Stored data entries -
——

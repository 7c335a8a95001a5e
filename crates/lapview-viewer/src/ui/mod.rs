//! UI module for the lap-time viewer
//!
//! Built with iced. The chart itself is a canvas from `lapview-widgets`
//! replaying frames recorded by the core render loop.

pub mod app;
pub mod options_panel;

pub use app::LapviewApp;
//! Colour business rules
//!
//! Which colour a primitive gets depends on the driver (status, class, is it
//! the user) and the view options. The resolver is built per frame from the
//! current prepared dataset, so nothing here is cached between frames.

use std::cmp::Ordering;

use super::palette::{BoxColors, ClassPalette, DetailColors};
use super::{Rgba, StyleConfig};
use crate::hit_test::PrimitiveKind;
use crate::options::ViewOptions;
use crate::pipeline::{LapFlags, PreparedDataset};
use crate::types::Driver;

/// Resolves primitive colours for one frame
pub struct StyleResolver<'a> {
    style: &'a StyleConfig,
    prepared: &'a PreparedDataset,
    options: &'a ViewOptions,
}

impl<'a> StyleResolver<'a> {
    pub fn new(style: &'a StyleConfig, prepared: &'a PreparedDataset, options: &'a ViewOptions) -> Self {
        Self {
            style,
            prepared,
            options,
        }
    }

    fn class(&self, driver: &Driver) -> &'a ClassPalette {
        self.style
            .palette
            .class(self.prepared.class_slots.slot_for(driver.car_class_id))
    }

    fn is_user(&self, driver: &Driver) -> bool {
        self.prepared.is_user(driver)
    }

    /// How the driver's median compares with the user's
    fn median_vs_user(&self, driver: &Driver) -> Ordering {
        driver
            .stats
            .median
            .total_cmp(&self.prepared.user_driver.stats.median)
    }

    pub fn box_colors(&self, driver: &Driver) -> BoxColors {
        let shared = &self.style.palette.shared;
        if driver.result_status.is_disc_or_disq() {
            return shared.box_disc;
        }
        if self.is_user(driver) {
            shared.box_user
        } else {
            self.class(driver).boxes
        }
    }

    pub fn median_color(&self, driver: &Driver) -> Rgba {
        let shared = &self.style.palette.shared;
        if driver.result_status.is_disc_or_disq() {
            return shared.median_disc.line;
        }
        let mut color = if self.is_user(driver) {
            shared.median_user.line
        } else {
            self.class(driver).median.line
        };
        if self.options.faster_slower {
            if self.is_user(driver) {
                color = shared.median_user_highlight.line;
            } else {
                match self.median_vs_user(driver) {
                    Ordering::Greater => color = shared.median_slower.line,
                    Ordering::Less => color = shared.median_faster.line,
                    Ordering::Equal => {}
                }
            }
        }
        color
    }

    pub fn whisker_color(&self, driver: &Driver) -> Rgba {
        let shared = &self.style.palette.shared;
        if driver.result_status.is_disc_or_disq() {
            shared.whiskers_disc.line
        } else if self.is_user(driver) {
            shared.whiskers_user
        } else {
            self.class(driver).whiskers.line
        }
    }

    pub fn mean_color(&self) -> Rgba {
        self.style.palette.shared.mean.line
    }

    pub fn flier_color(&self) -> Rgba {
        self.style.palette.shared.fliers
    }

    pub fn lap_color(&self, flags: LapFlags) -> Rgba {
        let shared = &self.style.palette.shared;
        if flags.incident && self.options.laps.incidents {
            shared.lap_incident.line
        } else if flags.fastest_overall || flags.fastest_personal {
            shared.lap_fastest.line
        } else {
            shared.lap_normal.line
        }
    }

    /// Border and background of the hover detail label
    pub fn detail_colors(&self, driver: &Driver, kind: PrimitiveKind) -> DetailColors {
        let shared = &self.style.palette.shared;
        let class = self.class(driver);

        if !driver.result_status.is_running() {
            return match kind {
                PrimitiveKind::Median => shared.median_disc.detail,
                PrimitiveKind::Mean => shared.mean.detail,
                PrimitiveKind::Q1 | PrimitiveKind::Q3 => shared.whiskers_disc.detail,
                PrimitiveKind::WhiskerTop | PrimitiveKind::WhiskerBottom => DetailColors {
                    border: shared.box_disc.line,
                    background: shared.box_disc.fill,
                },
                PrimitiveKind::Lap => shared.lap_normal.detail,
            };
        }

        match kind {
            PrimitiveKind::Median if self.options.faster_slower => {
                if self.is_user(driver) {
                    shared.median_user_highlight.detail
                } else {
                    match self.median_vs_user(driver) {
                        Ordering::Greater => shared.median_slower.detail,
                        Ordering::Less => shared.median_faster.detail,
                        Ordering::Equal => class.median.detail,
                    }
                }
            }
            PrimitiveKind::Median => class.median.detail,
            PrimitiveKind::Mean => shared.mean.detail,
            PrimitiveKind::Q1 | PrimitiveKind::Q3 => class.boxes.detail,
            PrimitiveKind::WhiskerTop | PrimitiveKind::WhiskerBottom => DetailColors {
                border: class.whiskers.line,
                background: class.whiskers.detail.background,
            },
            PrimitiveKind::Lap => shared.lap_normal.detail,
        }
    }
}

——

Task description - Please return every line in the data that includes the string "ViewOptions".

Answer for this exercise -
use crate::options::ViewOptions;
    options: &'a ViewOptions,
    pub fn new(style: &'a StyleConfig, prepared: &'a PreparedDataset, options: &'a ViewOptions) -> Self {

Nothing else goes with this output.